Проблема первая. Учебный план для теоретиков и историков. Многие поколения музыковедов могут поделиться своим опытом борьбы против этой «инфернальной» силы. Борьбы, изредка приносящей незначительные плоды, но в общем безуспешной. И, наконец, газета возвысила свой голос: в мартовских номерах за этот год было опубликовано несколько материалов, а в номере от 17 апреля дана целая подборка высказываний: декана факультета Т. Мюллера, зав. кафедрой истории русской музыки А. Кандинского, и. о. зав. кафедрой инструментовки Е. Макарова и студентки Ю. Евдокимовой. Редакция правильно поступила, поместив эту критическую подборку. Как известно, предполагается сократить учебный план историков и теоретиков до 4 лет обучения, что невероятно уплотнило бы и без того насыщенную программу и привело бы к фактически заочному написанию диплома в первый — самый трудный год самостоятельной практической деятельности. Но лишь угроза нового плана приутихла, — взволнованные голоса на страницах «Советского музыканта» тотчас замолкли. А разве больше не о чем спорить?

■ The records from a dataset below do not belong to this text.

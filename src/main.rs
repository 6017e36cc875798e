mod dj;

use clap::{Parser, Subcommand};
use dj::Dj;
use jockey_channels::youtube::YouTubeChat;
use jockey_core::{
    config, shellexpand,
    traits::{ChatFeed, Provider},
};
use jockey_playback::SpotifyPlayer;
use jockey_providers::OpenAiProvider;
use jockey_queue::RequestStore;
use std::sync::Arc;
use std::time::Duration;

#[derive(Parser)]
#[command(
    name = "jockey",
    version,
    about = "♪ jockey — live-stream chat DJ"
)]
struct Cli {
    #[command(subcommand)]
    command: Commands,

    /// Path to config file.
    #[arg(short, long, default_value = "config.toml")]
    config: String,
}

#[derive(Subcommand)]
enum Commands {
    /// Start the DJ loop against a running live stream.
    Start,
    /// Check config completeness and collaborator availability.
    Status,
}

#[tokio::main]
async fn main() -> anyhow::Result<()> {
    let cli = Cli::parse();

    tracing_subscriber::fmt()
        .with_env_filter(
            tracing_subscriber::EnvFilter::try_from_default_env()
                .unwrap_or_else(|_| tracing_subscriber::EnvFilter::new("info")),
        )
        .init();

    match cli.command {
        Commands::Start => {
            let cfg = config::load(&cli.config)?;

            if cfg.youtube.api_key.is_empty() {
                anyhow::bail!(
                    "YouTube api_key is empty. Set it under [youtube] in config.toml."
                );
            }

            // Build the provider.
            let provider = OpenAiProvider::from_config(&cfg.openai)?;
            if !provider.is_available().await {
                anyhow::bail!(
                    "provider '{}' is not available. Check the [openai] api_key.",
                    provider.name()
                );
            }

            // Build the chat feed and the player.
            let chat = YouTubeChat::new(cfg.youtube.clone())?;
            let player = SpotifyPlayer::connect(cfg.spotify.clone()).await?;

            // Open the durable request queue.
            let store = RequestStore::open(shellexpand(&cfg.jockey.queue_path))?;

            let broadcast_id: String = cliclack::input("Broadcast (video) id")
                .placeholder("The id of the running live stream")
                .interact()?;

            // No active live chat is a fatal precondition: exit before the loop.
            let live_chat_id = chat
                .resolve_live_chat(&broadcast_id)
                .await?
                .ok_or_else(|| {
                    anyhow::anyhow!("no active live chat on broadcast '{broadcast_id}'")
                })?;

            println!("♪ jockey — starting chat DJ...");
            let dj = Dj::new(
                Arc::new(chat),
                Arc::new(provider),
                Arc::new(player),
                store,
                live_chat_id,
                cfg.jockey.command_prefix.clone(),
                Duration::from_secs(cfg.jockey.poll_interval_secs),
            );
            dj.run().await?;
        }
        Commands::Status => {
            let cfg = config::load(&cli.config)?;
            println!("♪ jockey — Status Check\n");
            println!("Config: {}", cli.config);
            println!("Queue file: {}", shellexpand(&cfg.jockey.queue_path));
            println!("Command prefix: {}", cfg.jockey.command_prefix);
            println!();

            let provider = OpenAiProvider::from_config(&cfg.openai)?;
            let available = provider.is_available().await;
            println!(
                "  openai: {}",
                if available { "available" } else { "not reachable" }
            );
            println!(
                "  youtube: {}",
                if cfg.youtube.api_key.is_empty() {
                    "missing api_key"
                } else {
                    "configured"
                }
            );
            println!(
                "  spotify: {}",
                if cfg.spotify.client_id.is_empty() || cfg.spotify.client_secret.is_empty() {
                    "missing credentials"
                } else {
                    "configured"
                }
            );
        }
    }

    Ok(())
}
use crate::{
    error::JockeyError,
    message::{ChatBatch, Track},
};
use async_trait::async_trait;

/// Live chat feed trait — the ears.
///
/// Every chat platform (YouTube Live, and whatever comes next) implements
/// this trait to resolve an active session and page through its messages.
#[async_trait]
pub trait ChatFeed: Send + Sync {
    /// Human-readable feed name.
    fn name(&self) -> &str;

    /// Resolve the live chat session for a broadcast.
    ///
    /// Returns `None` when the broadcast exists but has no active live chat —
    /// callers treat that as a fatal precondition failure.
    async fn resolve_live_chat(&self, broadcast_id: &str)
        -> Result<Option<String>, JockeyError>;

    /// Fetch the next page of chat messages.
    ///
    /// `cursor` is the pagination token from the previous fetch, or `None`
    /// on the first call.
    async fn fetch(
        &self,
        live_chat_id: &str,
        cursor: Option<&str>,
    ) -> Result<ChatBatch, JockeyError>;
}

/// Text-generation provider trait — the brain.
///
/// Maps a natural-language instruction to a single reply string. The DJ
/// pipeline relies on the instruction itself to pin down the output format.
#[async_trait]
pub trait Provider: Send + Sync {
    /// Human-readable provider name.
    fn name(&self) -> &str;

    /// Whether this provider requires an API key to function.
    fn requires_api_key(&self) -> bool;

    /// Send a prompt to the provider and get its reply text.
    async fn complete(&self, prompt: &str) -> Result<String, JockeyError>;

    /// Check if the provider is available and ready.
    async fn is_available(&self) -> bool;
}

/// Playback service trait — the hands.
///
/// Finds the best match for a search query and triggers playback as a side
/// effect. `Ok(None)` is the not-found outcome, not an error.
#[async_trait]
pub trait Player: Send + Sync {
    /// Human-readable player name.
    fn name(&self) -> &str;

    /// Search for the query and start playing the best match.
    async fn search_and_play(&self, query: &str) -> Result<Option<Track>, JockeyError>;
}
//! # jockey-channels
//!
//! Live chat platform integrations for jockey.

pub mod youtube;
//! YouTube Live chat feed.
//!
//! Resolves a broadcast's active live chat via `videos.list` and pages
//! through messages with `liveChatMessages.list`.
//! Docs: <https://developers.google.com/youtube/v3/live/docs>

mod feed;
pub(crate) mod types;


use jockey_core::{config::YouTubeConfig, error::JockeyError};
use std::time::Duration;

/// YouTube Live chat feed using the Data API v3 with API-key auth.
pub struct YouTubeChat {
    config: YouTubeConfig,
    client: reqwest::Client,
}

impl YouTubeChat {
    /// Create a new YouTube feed from config.
    pub fn new(config: YouTubeConfig) -> Result<Self, JockeyError> {
        let client = reqwest::Client::builder()
            .timeout(Duration::from_secs(config.request_timeout_secs))
            .build()
            .map_err(|e| JockeyError::Chat(format!("failed to build http client: {e}")))?;
        Ok(Self { config, client })
    }
}
//! # jockey-playback
//!
//! Music search and playback integration for jockey.

pub mod spotify;

pub use spotify::SpotifyPlayer;
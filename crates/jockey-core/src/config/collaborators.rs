use serde::{Deserialize, Serialize};

use super::defaults::*;

/// YouTube Data API config (live chat feed).
#[derive(Debug, Clone, Serialize, Deserialize)]
pub struct YouTubeConfig {
    #[serde(default)]
    pub api_key: String,
    #[serde(default = "default_youtube_base_url")]
    pub base_url: String,
    /// Per-request HTTP timeout so a hanging chat endpoint cannot stall
    /// the whole loop.
    #[serde(default = "default_chat_timeout_secs")]
    pub request_timeout_secs: u64,
}

impl Default for YouTubeConfig {
    fn default() -> Self {
        Self {
            api_key: String::new(),
            base_url: default_youtube_base_url(),
            request_timeout_secs: default_chat_timeout_secs(),
        }
    }
}

/// OpenAI-compatible provider config (song selection).
#[derive(Debug, Clone, Serialize, Deserialize)]
pub struct OpenAiConfig {
    #[serde(default)]
    pub api_key: String,
    #[serde(default = "default_openai_model")]
    pub model: String,
    #[serde(default = "default_openai_base_url")]
    pub base_url: String,
    #[serde(default = "default_provider_timeout_secs")]
    pub request_timeout_secs: u64,
}

impl Default for OpenAiConfig {
    fn default() -> Self {
        Self {
            api_key: String::new(),
            model: default_openai_model(),
            base_url: default_openai_base_url(),
            request_timeout_secs: default_provider_timeout_secs(),
        }
    }
}

/// Spotify config (track search and playback).
#[derive(Debug, Clone, Serialize, Deserialize)]
pub struct SpotifyConfig {
    #[serde(default)]
    pub client_id: String,
    #[serde(default)]
    pub client_secret: String,
    #[serde(default = "default_spotify_base_url")]
    pub base_url: String,
    /// Client-credentials token endpoint.
    #[serde(default = "default_spotify_token_url")]
    pub token_url: String,
    #[serde(default = "default_playback_timeout_secs")]
    pub request_timeout_secs: u64,
}

impl Default for SpotifyConfig {
    fn default() -> Self {
        Self {
            client_id: String::new(),
            client_secret: String::new(),
            base_url: default_spotify_base_url(),
            token_url: default_spotify_token_url(),
            request_timeout_secs: default_playback_timeout_secs(),
        }
    }
}
//! ChatFeed trait implementation over the Data API.

use super::types::{YtChatListResponse, YtVideoListResponse};
use super::YouTubeChat;
use async_trait::async_trait;
use chrono::Utc;
use jockey_core::{
    error::JockeyError,
    message::{ChatBatch, ChatMessage},
    traits::ChatFeed,
};
use tracing::debug;

#[async_trait]
impl ChatFeed for YouTubeChat {
    fn name(&self) -> &str {
        "youtube"
    }

    async fn resolve_live_chat(
        &self,
        broadcast_id: &str,
    ) -> Result<Option<String>, JockeyError> {
        let url = format!("{}/videos", self.config.base_url.trim_end_matches('/'));

        let resp = self
            .client
            .get(&url)
            .query(&[
                ("part", "liveStreamingDetails"),
                ("id", broadcast_id),
                ("key", self.config.api_key.as_str()),
            ])
            .send()
            .await
            .map_err(|e| JockeyError::Chat(format!("youtube videos request failed: {e}")))?;

        if !resp.status().is_success() {
            let status = resp.status();
            let text = resp.text().await.unwrap_or_default();
            return Err(JockeyError::Chat(format!(
                "youtube videos returned {status}: {text}"
            )));
        }

        let parsed: YtVideoListResponse = resp
            .json()
            .await
            .map_err(|e| JockeyError::Chat(format!("youtube videos parse failed: {e}")))?;

        Ok(parsed
            .items
            .into_iter()
            .next()
            .and_then(|v| v.live_streaming_details)
            .and_then(|d| d.active_live_chat_id))
    }

    async fn fetch(
        &self,
        live_chat_id: &str,
        cursor: Option<&str>,
    ) -> Result<ChatBatch, JockeyError> {
        let url = format!(
            "{}/liveChatMessages",
            self.config.base_url.trim_end_matches('/')
        );

        let mut query = vec![
            ("liveChatId", live_chat_id),
            ("part", "id,snippet,authorDetails"),
            ("key", self.config.api_key.as_str()),
        ];
        if let Some(token) = cursor {
            query.push(("pageToken", token));
        }

        let resp = self
            .client
            .get(&url)
            .query(&query)
            .send()
            .await
            .map_err(|e| JockeyError::Chat(format!("youtube chat poll failed: {e}")))?;

        if !resp.status().is_success() {
            let status = resp.status();
            let text = resp.text().await.unwrap_or_default();
            return Err(JockeyError::Chat(format!(
                "youtube chat poll returned {status}: {text}"
            )));
        }

        let parsed: YtChatListResponse = resp
            .json()
            .await
            .map_err(|e| JockeyError::Chat(format!("youtube chat parse failed: {e}")))?;

        let messages: Vec<ChatMessage> = parsed
            .items
            .into_iter()
            .filter_map(|item| {
                // Non-text events (milestones, deletions) carry no display text.
                let snippet = item.snippet?;
                let text = snippet.display_message?;
                let author = item.author_details;
                Some(ChatMessage {
                    id: item.id,
                    author_id: author
                        .as_ref()
                        .and_then(|a| a.channel_id.clone())
                        .unwrap_or_default(),
                    author_name: author.and_then(|a| a.display_name),
                    text,
                    published_at: snippet.published_at.unwrap_or_else(Utc::now),
                })
            })
            .collect();

        debug!(
            "youtube: fetched {} message(s), next cursor {:?}",
            messages.len(),
            parsed.next_page_token
        );

        Ok(ChatBatch {
            messages,
            next_cursor: parsed.next_page_token,
        })
    }
}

Возьмем хоть положение с историей музыки. Изучается она так: сначала «проходят» всеобщую зарубежную, потом русскую, потом (только со 2 полугодия 4-го курса!) советскую, музыкальную культуру народов СССР. На практике это означает, что студенты знакомятся с течениями современного западного искусства, не имея (по учебной программе) представления о Прокофьеве и выбирают себе темы дипломных работ чуть ли не накануне вступительной лекции по истории советской музыки.

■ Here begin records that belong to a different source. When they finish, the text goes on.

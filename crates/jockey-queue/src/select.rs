//! Random selection of the next request to play.

use crate::store::{RequestRecord, Status};
use rand::seq::SliceRandom;

/// Pick one unplayed request uniformly at random.
///
/// Randomness is deliberate: it prevents request-order gaming and keeps
/// playback order unpredictable to the audience. Returns `None` when every
/// record is played (or the queue is empty) — the idle condition.
pub fn select_request(records: &[RequestRecord]) -> Option<&RequestRecord> {
    let unplayed: Vec<&RequestRecord> = records
        .iter()
        .filter(|r| r.status == Status::Unplayed)
        .collect();
    unplayed.choose(&mut rand::thread_rng()).copied()
}
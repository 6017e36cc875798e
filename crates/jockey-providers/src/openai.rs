//! OpenAI-compatible API provider.
//!
//! Works with OpenAI's API and any compatible endpoint. The DJ sends one
//! instruction per cycle, so completion takes a single prompt rather than
//! a conversation.

use async_trait::async_trait;
use jockey_core::{config::OpenAiConfig, error::JockeyError, traits::Provider};
use serde::{Deserialize, Serialize};
use std::time::Duration;
use tracing::{debug, warn};

/// OpenAI-compatible provider.
pub struct OpenAiProvider {
    client: reqwest::Client,
    base_url: String,
    api_key: String,
    model: String,
}

impl OpenAiProvider {
    /// Create from config values.
    pub fn from_config(config: &OpenAiConfig) -> Result<Self, JockeyError> {
        let client = reqwest::Client::builder()
            .timeout(Duration::from_secs(config.request_timeout_secs))
            .build()
            .map_err(|e| JockeyError::Provider(format!("failed to build http client: {e}")))?;
        Ok(Self {
            client,
            base_url: config.base_url.clone(),
            api_key: config.api_key.clone(),
            model: config.model.clone(),
        })
    }
}

#[derive(Serialize, Deserialize, Clone)]
pub(crate) struct ChatMessage {
    pub role: String,
    pub content: String,
}

#[derive(Serialize)]
pub(crate) struct ChatCompletionRequest {
    pub model: String,
    pub messages: Vec<ChatMessage>,
}

#[derive(Deserialize)]
pub(crate) struct ChatCompletionResponse {
    pub choices: Option<Vec<ChatChoice>>,
}

#[derive(Deserialize)]
pub(crate) struct ChatChoice {
    pub message: Option<ChatMessage>,
}

#[async_trait]
impl Provider for OpenAiProvider {
    fn name(&self) -> &str {
        "openai"
    }

    fn requires_api_key(&self) -> bool {
        true
    }

    async fn complete(&self, prompt: &str) -> Result<String, JockeyError> {
        let body = ChatCompletionRequest {
            model: self.model.clone(),
            messages: vec![ChatMessage {
                role: "user".to_string(),
                content: prompt.to_string(),
            }],
        };

        let url = format!("{}/chat/completions", self.base_url.trim_end_matches('/'));
        debug!("openai: POST {url} model={}", self.model);

        let resp = self
            .client
            .post(&url)
            .header("Authorization", format!("Bearer {}", self.api_key))
            .json(&body)
            .send()
            .await
            .map_err(|e| JockeyError::Provider(format!("openai request failed: {e}")))?;

        if !resp.status().is_success() {
            let status = resp.status();
            let text = resp.text().await.unwrap_or_default();
            return Err(JockeyError::Provider(format!(
                "openai returned {status}: {text}"
            )));
        }

        let parsed: ChatCompletionResponse = resp
            .json()
            .await
            .map_err(|e| JockeyError::Provider(format!("openai: failed to parse response: {e}")))?;

        parsed
            .choices
            .as_ref()
            .and_then(|c| c.first())
            .and_then(|c| c.message.as_ref())
            .map(|m| m.content.clone())
            .ok_or_else(|| JockeyError::Provider("openai returned no choices".to_string()))
    }

    async fn is_available(&self) -> bool {
        if self.api_key.is_empty() {
            warn!("openai: no API key configured");
            return false;
        }
        // Basic check: try to list models.
        let url = format!("{}/models", self.base_url.trim_end_matches('/'));
        match self
            .client
            .get(&url)
            .header("Authorization", format!("Bearer {}", self.api_key))
            .send()
            .await
        {
            Ok(resp) => resp.status().is_success(),
            Err(e) => {
                warn!("openai not available: {e}");
                false
            }
        }
    }
}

Или другой вопрос — о семинарах, в частности, о семинаре по критике. Когда-то он неплохо работал (на рубеже 40–50 гг. им руководил К. Розеншильд). Сейчас он фактически бездействует. Правда, на 2 курсе есть «редакторский» семинар. Беседуем со студентами, спрашиваем: что это такое? Оказывается, их знакомят с техникой типографского производства, учат корректировать нотный текст (это очень хорошо). Но и только. Обращаться с литературно-критической рукописью они, конечно, не умеют, и никто об этом не заботится. Таким образом, за исключением редких курсовых работ молодые музыканты фактически не работают самостоятельно по специальности «история музыки», в то время как по теории они еженедельно выполняют сложные домашние задания. Сколь пагубно сказывается подобное положение вещей на воспитании молодых специалистов, особая тема. А пока отметим только: вот нужная, актуальная тема для выступления консерваторской газеты...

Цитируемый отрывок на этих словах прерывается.